Setiap orang yang mengalami syarat kesehatan yang tidak sah untuk menikah, dapat mengajukan pengaduan secara tertulis kepada Kementerian Agama (atau melalui aplikasi resmi pemerintah lapor.go.id), bila tidak dijawab memuaskan dapat diajukan pengaduan kepada Ombudsman (juga melalui lapor.go.id atau WhatsApp resmi Ombudsman 0821 3737 3737). Dan tentu saja dapat diajukan gugatan terhadap instansi yang menolak perkawinan dengan alasan syarat kesehatan yang tidak sah.
Tim investigasi.org sudah pernah berhasil untuk menghentikan persyaratan sertifikat dan aplikasi kesehatan ELSIMIL untuk menikah. Rincian tentang ELSIMIL dapat dibaca di artikel berikut: Kegilaan Terbaru: Persyaratan Aplikasi Kesehatan untuk Pernikahan!!!
Surat resmi Menteri Sekretaris Negara/Presiden yang menyatakan persyaratan ELSIMIL tidak berlaku:
Dasar perkawinan adalah agama, baik dari segi hak maupun kewajiban, dan pernikahan adalah salah satu hal yang paling sakral di hampir semua agama.
Misalnya dalam Islam terdapat 5 rukun nikah yang telah disepakati para ulama dan wajib dipenuhi agar pernikahan dinyatakan sah. Berikut adalah 5 rukun nikah dalam Islam:
1. Terdapat calon pengantin laki-laki dan perempuan yang tidak terhalang secara syar’i untuk menikah
2. Calon pengantin perempuan harus memiliki wali nikah
3. Pernikahan dihadiri dua orang saksi laki-laki untuk menyaksikan sah tidaknya pernikahan
4. Diucapkannya ijab dari pihak wali pengantin perempuan atau yang mewakilinya
5. Diucapkannya kabul dari pengantin laki-laki atau yang mewakilinya
Tidak ada agama yang memiliki persyaratan tes/sertifikat kesehatan atau berbagi data kesehatan pribadi dengan pemerintah. Menyatakan persyaratan tambahan untuk menikah bahkan bisa dianggap sebagai penistaan.

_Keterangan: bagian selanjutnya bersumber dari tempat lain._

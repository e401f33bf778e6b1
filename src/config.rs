//! Configuration for jsondb
//!
//! Centralized configuration with sensible defaults.

use std::fmt;
use std::path::PathBuf;

use crate::crypto::KdfParams;
use crate::error::{JsonDbError, Result};

/// Main configuration for a jsondb store
#[derive(Clone)]
pub struct Config {
    // -------------------------------------------------------------------------
    // Storage Configuration
    // -------------------------------------------------------------------------
    /// Name partitioning this store from others under the same root
    pub namespace: String,

    /// Root directory for all stores
    /// Internal structure:
    ///   {root}/
    ///     └── .databases/
    ///         └── db-{namespace}/
    ///             └── {table}/
    ///                 └── {entry-id}.json
    pub root: PathBuf,

    // -------------------------------------------------------------------------
    // Encryption Configuration
    // -------------------------------------------------------------------------
    /// Encrypt entry files at rest
    pub encrypt: bool,

    /// Password for key derivation (required when `encrypt` is set)
    pub key: Option<String>,

    /// scrypt cost parameters
    pub kdf: KdfParams,
}

impl Default for Config {
    fn default() -> Self {
        Self {
            namespace: "default".to_string(),
            root: PathBuf::from("./.data"),
            encrypt: false,
            key: None,
            kdf: KdfParams::default(),
        }
    }
}

impl fmt::Debug for Config {
    fn fmt(&self, f: &mut fmt::Formatter<'_>) -> fmt::Result {
        f.debug_struct("Config")
            .field("namespace", &self.namespace)
            .field("root", &self.root)
            .field("encrypt", &self.encrypt)
            .field("key", &self.key.as_ref().map(|_| "[REDACTED]"))
            .field("kdf", &self.kdf)
            .finish()
    }
}

impl Config {
    /// Create a new config builder
    pub fn builder() -> ConfigBuilder {
        ConfigBuilder::default()
    }

    /// Directory owned by this store: `{root}/.databases/db-{namespace}`
    pub fn store_dir(&self) -> PathBuf {
        self.root
            .join(".databases")
            .join(format!("db-{}", self.namespace))
    }

    /// Check that the configuration can open a store
    pub fn validate(&self) -> Result<()> {
        if self.namespace.is_empty() {
            return Err(JsonDbError::Config("namespace must not be empty".to_string()));
        }
        if self.namespace.contains(['/', '\\']) || self.namespace == "." || self.namespace == ".." {
            return Err(JsonDbError::Config(format!(
                "invalid namespace {:?}",
                self.namespace
            )));
        }

        if self.encrypt {
            match self.key.as_deref() {
                None => {
                    return Err(JsonDbError::Config(
                        "encryption requested without a key".to_string(),
                    ))
                }
                Some("") => {
                    return Err(JsonDbError::Config("encryption key must not be empty".to_string()))
                }
                Some(_) => {}
            }
        }

        Ok(())
    }
}

/// Builder for Config
#[derive(Default)]
pub struct ConfigBuilder {
    config: Config,
}

impl ConfigBuilder {
    /// Set the namespace
    pub fn namespace(mut self, namespace: impl Into<String>) -> Self {
        self.config.namespace = namespace.into();
        self
    }

    /// Set the root directory (the store lives under `{root}/.databases`)
    pub fn root(mut self, path: impl Into<PathBuf>) -> Self {
        self.config.root = path.into();
        self
    }

    /// Enable or disable encryption at rest
    pub fn encrypt(mut self, enabled: bool) -> Self {
        self.config.encrypt = enabled;
        self
    }

    /// Set the key derivation password
    pub fn key(mut self, key: impl Into<String>) -> Self {
        self.config.key = Some(key.into());
        self
    }

    /// Set the scrypt cost parameters
    pub fn kdf(mut self, params: KdfParams) -> Self {
        self.config.kdf = params;
        self
    }

    pub fn build(self) -> Config {
        self.config
    }
}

Selain masalah persyaratan kesehatan dalam pernikahan, perlu diperhatikan bahwa pemerintah tampaknya semakin mengarah pada upaya untuk mengontrol segala aspek kehidupan rakyat, dengan dalih utama kesehatan. Kesehatan adalah hak konstitusional setiap individu, bukan kewajiban, perlu diacatat bahwa kesehatan bersifat pribadi dan seharusnya bukan menjadi ranah pemberlakuan kewajiban.
Kebebasan dan kedaulatan rakyat yang diakui secara konstitusional melarang campur tangan pemerintah dalam aspek-aspek dasar kehidupan, termasuk kesehatan. Pemerintah seharusnya hanya memberikan layanan kesehatan yang aman dan berkualitas tinggi serta saran dan pedoman mengenai cara hidup sehat, tanpa menjadikannya sebagai kewajiban yang harus dipatuhi oleh setiap warga negara.
Konstitusi dan Pancasila sebagai hukum tertinggi seharusnya dijunjung tinggi oleh pemerintah. Langkah-langkah yang terus melanggar prinsip-prinsip tersebut dapat dianggap sebagai tindakan yang melebihi kewenangan yang diberikan oleh konstitusi. Oleh karena itu, penting bagi pemerintah untuk menghentikan kebijakan-kebijakan yang melanggar hak konstitusional rakyat dan memastikan bahwa kebebasan dan kedaulatan rakyat tetap terlindungi.